Saved entries
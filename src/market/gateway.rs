//! Read-through market data gateway.
//!
//! Every scan-path fetch goes through here: the gateway checks the
//! time-bounded cache first, asks the underlying `MarketDataSource` on a
//! miss, and overwrites the cache entry with whatever comes back. Any
//! provider failure degrades to "absent" — logged, never fatal, so one
//! bad instrument can't take down a scan.

use std::sync::Arc;
use std::time::Duration;

use chrono::NaiveDate;
use tracing::{debug, warn};

use super::MarketDataSource;
use crate::cache::TimedCache;
use crate::types::{ContractType, IndexSnapshot, MarketIndicators, OptionRow, Quote};

// ---------------------------------------------------------------------------
// Configuration
// ---------------------------------------------------------------------------

/// Broad market indices reported alongside alerts.
const SPX_SYMBOL: &str = "^GSPC";
const NDX_SYMBOL: &str = "^NDX";

/// Days of close history fetched per index; only the last two closes are
/// used, the margin covers weekends and holidays.
const INDICATOR_LOOKBACK_DAYS: u32 = 5;

/// Cache key for an option-chain side.
type ChainKey = (String, NaiveDate, ContractType);

// ---------------------------------------------------------------------------
// Gateway
// ---------------------------------------------------------------------------

/// Cache-checked access to quotes, option chains, and market indicators.
///
/// One instance is created at startup and shared for the process
/// lifetime; the caches inside are never torn down mid-run.
pub struct MarketGateway {
    source: Arc<dyn MarketDataSource>,
    quotes: TimedCache<String, Quote>,
    chains: TimedCache<ChainKey, Vec<OptionRow>>,
    indicators: TimedCache<(), MarketIndicators>,
}

impl MarketGateway {
    /// Build a gateway over a data source, with one freshness window
    /// applied uniformly to every cached entry.
    pub fn new(source: Arc<dyn MarketDataSource>, cache_ttl: Duration) -> Self {
        MarketGateway {
            source,
            quotes: TimedCache::new(cache_ttl),
            chains: TimedCache::new(cache_ttl),
            indicators: TimedCache::new(cache_ttl),
        }
    }

    /// Current price and expirations for an underlying.
    ///
    /// `None` means no price could be determined — the caller should skip
    /// this instrument for the rest of the scan.
    pub async fn fetch_quote(&self, symbol: &str) -> Option<Quote> {
        if let Some(quote) = self.quotes.get(&symbol.to_string()) {
            debug!(symbol, "Quote served from cache");
            return Some(quote);
        }

        let price = match self.source.current_price(symbol).await {
            Ok(Some(price)) => price,
            Ok(None) => {
                warn!(symbol, "No price available, skipping");
                return None;
            }
            Err(e) => {
                warn!(symbol, error = %e, "Price fetch failed, skipping");
                return None;
            }
        };

        let expirations = match self.source.expirations(symbol).await {
            Ok(exps) => exps,
            Err(e) => {
                warn!(symbol, error = %e, "Expiration fetch failed, skipping");
                return None;
            }
        };

        let quote = Quote { price, expirations };
        self.quotes.put(symbol.to_string(), quote.clone());
        Some(quote)
    }

    /// One side of the option chain for (underlying, expiration).
    /// `None` on any fetch error — logged, not retried within the scan.
    pub async fn fetch_chain(
        &self,
        symbol: &str,
        expiration: NaiveDate,
        contract_type: ContractType,
    ) -> Option<Vec<OptionRow>> {
        let key = (symbol.to_string(), expiration, contract_type);
        if let Some(rows) = self.chains.get(&key) {
            debug!(symbol, %expiration, "Chain served from cache");
            return Some(rows);
        }

        match self.source.option_chain(symbol, expiration).await {
            Ok(chain) => {
                let rows = chain.side(contract_type).to_vec();
                self.chains.put(key, rows.clone());
                Some(rows)
            }
            Err(e) => {
                warn!(symbol, %expiration, error = %e, "Chain fetch failed, skipping expiration");
                None
            }
        }
    }

    /// Latest SPX/NDX levels with day-over-day change. `None` only when
    /// neither index produced data; a single absent index is tolerated
    /// and simply omitted from rendered output.
    pub async fn fetch_market_indicators(&self) -> Option<MarketIndicators> {
        if let Some(indicators) = self.indicators.get(&()) {
            debug!("Market indicators served from cache");
            return Some(indicators);
        }

        let indicators = MarketIndicators {
            spx: self.index_snapshot(SPX_SYMBOL).await,
            ndx: self.index_snapshot(NDX_SYMBOL).await,
        };

        if indicators.is_empty() {
            warn!("No market indicator data available");
            return None;
        }

        self.indicators.put((), indicators);
        Some(indicators)
    }

    async fn index_snapshot(&self, symbol: &str) -> Option<IndexSnapshot> {
        let closes = match self.source.daily_closes(symbol, INDICATOR_LOOKBACK_DAYS).await {
            Ok(closes) => closes,
            Err(e) => {
                warn!(symbol, error = %e, "Index history fetch failed");
                return None;
            }
        };

        let latest = *closes.last()?;
        let prior = if closes.len() > 1 {
            closes[closes.len() - 2]
        } else {
            latest
        };
        Some(IndexSnapshot::from_closes(latest, prior))
    }
}

// ---------------------------------------------------------------------------
// Tests
// ---------------------------------------------------------------------------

▶ About this exercise
Lines with "debug" in the records: how many are there? Give only the number.

▶ Response below
4